Brangiolina sono dei pazzi furiosi

Tempo fa si mormorava che Brad Pitt stesse per diventare l’imperatore del mondo.
Oggi lui e la sua compagna Angelina sono completamente impazziti.
Due delle star più pagate di Hollywood decidono che ne hanno abbastanza del piatto in cui mangiano ed iniziano a sputare sullo showbiz.
Per far nascere loro figlia si sono praticamente comprati la Namibia. Si, comprata, dato che il governo fa arrestare tutti quelli che osano fotografarli o disturbarli.
Adesso che la figlia è nata, i giornali di tutto il mondo vogliono assolutamente pubblicare le sue foto – chissà poi perchè visto che i bambini appena nati sono tutti uguali – e secondo la mia modesta opinione manco tanto carini. Come se al mondo non ci fossero soggetti molto più interessanti, costruttivi e tutti gli altri aggettivi che volete.

Quei volponi di Brad e Angelina dovranno pure rifarsi di tutti i soldi spesi per piegare la Namibia ai loro porci voleri. Cara figliola, con tutti i soldi che abbiamo speso per farti nascere tranquilla e lontana da tutti questi cattivi fotografi. Ma quanto mi costi?
Vendetta tremenda vendetta.
Sabato scorso, i responsabili dei principali periodici vengono convocati a tarda ora negli uffici di Getty photo agency (una delle più importanti agenzie foto del mondo). Vengono chiusi ognuno in un ufficetto senza aria condizionata e alle 10 di sera gli vengono mostrate le foto della piccola erede alla guida del mondo. Foto scattate nel loro rifugio in Namibia dagli stessi psicopatici genitori.

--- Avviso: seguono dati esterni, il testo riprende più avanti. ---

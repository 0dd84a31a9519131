//! Ingestion pipeline for merger agreements.
//!
//! Builds on `clausebank-parser` for the deterministic front half
//! (normalization, structure, gaps) and adds the parts that talk to the
//! external classification/extraction service: category resolution, tiered
//! sub-provision extraction, favorability, plus deduplication and the
//! completeness check on the final provision set.
//!
//! # Example
//!
//! ```no_run
//! use clausebank_pipeline::{AnthropicClient, IngestConfig, LlmConfig, Pipeline, StaticCatalog};
//!
//! # async fn example() -> clausebank_pipeline::Result<()> {
//! let llm = LlmConfig::from_env()?;
//! let client = AnthropicClient::new(&llm)?;
//! let pipeline = Pipeline::new(client, StaticCatalog::empty(), IngestConfig::from_env().with_llm(&llm));
//!
//! let output = pipeline.run("Section 1.1 Definitions. ...", &[]).await?;
//! println!("{} provisions", output.provisions.len());
//! # Ok(())
//! # }
//! ```

pub mod catalog;
pub mod classify;
pub mod config;
pub mod decode;
pub mod error;
pub mod extract;
pub mod hook;
pub mod llm;
pub mod models;
pub mod pipeline;
pub mod pool;
pub mod prompt;

pub use catalog::{CalibrationExample, CatalogEntry, CatalogSource, StaticCatalog};
pub use config::{IngestConfig, LlmConfig};
pub use error::{PipelineError, Result};
pub use hook::PostIngestHook;
pub use llm::{AnthropicClient, CallKind, LlmClient, LlmRequest, LlmResponse};
pub use models::{
    ClassifiedBy, ClassifiedSection, Complexity, Diagnostics, ExtractionStrategy, Favorability,
    IngestOutput, Provision,
};
pub use pipeline::Pipeline;
pub use pool::run_bounded;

Inizia una notte interminabile di puntate, offerte, lanci, rilanci, telefonate, soffiate. Ognuno cerca di spendere il meno possibile, superando solo di poco l’offerta dell’altro.
Cifra finale pagata per pubblicare le foto di una neonata che non ha NIENTE di diverso da tutti gli altri (niente terzo occhio, capelli verdi, ali etc): 4,1 millioni di dollari.
Non mi interessa neanche sapere chi è che ha vinto – cioè che ha perso. Vorrei solo chiosare che secondo me il popolo americano ha veramente qualche problema serio. Ma serio serio. Ed ho la sensazione che finiamo per venirne coinvolti tutti.